The task -> Search the records that follow and extract every line containing the string "memory".

** Material provided follows **

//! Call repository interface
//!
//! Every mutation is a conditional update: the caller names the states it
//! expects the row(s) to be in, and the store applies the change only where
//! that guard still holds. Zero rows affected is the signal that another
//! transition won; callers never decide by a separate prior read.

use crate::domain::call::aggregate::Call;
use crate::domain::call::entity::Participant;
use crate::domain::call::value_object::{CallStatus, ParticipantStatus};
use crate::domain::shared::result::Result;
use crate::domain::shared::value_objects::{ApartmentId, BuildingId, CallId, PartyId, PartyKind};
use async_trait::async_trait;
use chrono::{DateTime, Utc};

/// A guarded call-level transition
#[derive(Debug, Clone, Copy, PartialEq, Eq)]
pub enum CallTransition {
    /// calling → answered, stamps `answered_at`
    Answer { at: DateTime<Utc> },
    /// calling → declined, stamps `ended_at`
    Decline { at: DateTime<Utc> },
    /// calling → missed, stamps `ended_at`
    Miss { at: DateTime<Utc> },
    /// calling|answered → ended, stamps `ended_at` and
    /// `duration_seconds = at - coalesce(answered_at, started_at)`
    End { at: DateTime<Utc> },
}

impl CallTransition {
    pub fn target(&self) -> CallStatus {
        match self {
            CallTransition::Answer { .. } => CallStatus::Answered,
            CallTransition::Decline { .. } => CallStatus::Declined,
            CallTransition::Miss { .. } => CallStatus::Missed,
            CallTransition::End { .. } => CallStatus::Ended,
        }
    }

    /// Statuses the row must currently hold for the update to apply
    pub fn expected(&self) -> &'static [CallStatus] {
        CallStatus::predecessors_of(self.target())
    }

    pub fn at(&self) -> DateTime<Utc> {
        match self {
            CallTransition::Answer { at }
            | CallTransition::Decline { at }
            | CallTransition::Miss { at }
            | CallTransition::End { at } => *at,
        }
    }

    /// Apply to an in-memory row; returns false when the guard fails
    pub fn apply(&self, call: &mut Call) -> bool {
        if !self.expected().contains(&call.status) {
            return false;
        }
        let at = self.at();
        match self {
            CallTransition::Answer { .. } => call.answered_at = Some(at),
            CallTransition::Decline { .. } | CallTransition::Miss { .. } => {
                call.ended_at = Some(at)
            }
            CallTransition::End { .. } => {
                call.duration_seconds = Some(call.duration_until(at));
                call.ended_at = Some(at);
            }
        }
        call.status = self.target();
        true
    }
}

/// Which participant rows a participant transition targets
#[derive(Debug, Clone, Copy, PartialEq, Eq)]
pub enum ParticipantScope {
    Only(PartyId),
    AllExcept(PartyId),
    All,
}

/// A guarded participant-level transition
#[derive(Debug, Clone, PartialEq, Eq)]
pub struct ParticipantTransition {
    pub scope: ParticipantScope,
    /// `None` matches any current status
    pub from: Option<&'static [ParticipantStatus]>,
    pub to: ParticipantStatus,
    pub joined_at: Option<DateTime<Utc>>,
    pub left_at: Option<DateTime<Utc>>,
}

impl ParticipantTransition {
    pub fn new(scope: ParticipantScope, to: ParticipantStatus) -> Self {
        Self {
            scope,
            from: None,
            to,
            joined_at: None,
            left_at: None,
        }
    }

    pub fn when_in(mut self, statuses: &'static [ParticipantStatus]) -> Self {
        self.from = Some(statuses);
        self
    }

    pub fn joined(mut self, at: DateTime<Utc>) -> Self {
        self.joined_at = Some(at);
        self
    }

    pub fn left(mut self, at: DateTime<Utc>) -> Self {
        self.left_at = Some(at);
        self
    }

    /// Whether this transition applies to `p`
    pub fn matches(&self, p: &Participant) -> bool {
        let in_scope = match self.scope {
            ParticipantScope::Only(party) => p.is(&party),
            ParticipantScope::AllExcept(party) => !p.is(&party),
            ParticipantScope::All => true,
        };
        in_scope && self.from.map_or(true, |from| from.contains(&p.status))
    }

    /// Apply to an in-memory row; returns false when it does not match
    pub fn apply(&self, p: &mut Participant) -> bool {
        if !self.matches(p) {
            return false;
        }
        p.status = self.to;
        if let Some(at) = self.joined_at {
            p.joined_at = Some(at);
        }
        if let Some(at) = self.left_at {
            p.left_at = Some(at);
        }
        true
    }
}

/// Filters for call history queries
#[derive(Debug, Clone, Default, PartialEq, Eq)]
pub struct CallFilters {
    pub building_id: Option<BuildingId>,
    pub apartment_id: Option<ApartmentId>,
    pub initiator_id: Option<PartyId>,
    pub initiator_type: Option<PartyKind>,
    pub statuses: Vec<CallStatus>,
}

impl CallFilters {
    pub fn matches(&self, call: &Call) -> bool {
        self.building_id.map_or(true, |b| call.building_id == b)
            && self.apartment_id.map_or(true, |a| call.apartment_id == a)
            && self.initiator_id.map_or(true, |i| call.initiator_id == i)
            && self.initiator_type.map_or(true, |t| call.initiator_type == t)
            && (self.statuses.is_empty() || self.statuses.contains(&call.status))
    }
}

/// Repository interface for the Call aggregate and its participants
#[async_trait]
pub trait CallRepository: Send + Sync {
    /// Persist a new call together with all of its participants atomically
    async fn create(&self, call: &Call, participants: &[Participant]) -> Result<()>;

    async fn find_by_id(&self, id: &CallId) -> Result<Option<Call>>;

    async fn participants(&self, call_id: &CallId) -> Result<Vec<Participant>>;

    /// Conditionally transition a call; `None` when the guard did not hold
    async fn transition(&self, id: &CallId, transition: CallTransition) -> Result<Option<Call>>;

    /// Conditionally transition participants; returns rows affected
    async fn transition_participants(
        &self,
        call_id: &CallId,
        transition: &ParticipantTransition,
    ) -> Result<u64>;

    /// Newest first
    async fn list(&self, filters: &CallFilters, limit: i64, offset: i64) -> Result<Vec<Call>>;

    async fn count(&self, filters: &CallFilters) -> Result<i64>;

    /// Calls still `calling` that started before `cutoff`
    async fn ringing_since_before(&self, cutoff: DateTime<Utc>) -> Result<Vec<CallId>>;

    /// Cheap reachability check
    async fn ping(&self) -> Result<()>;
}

** End of Material provided **

Task response ->
    /// Apply to an in-memory row; returns false when the guard fails
    /// Apply to an in-memory row; returns false when it does not match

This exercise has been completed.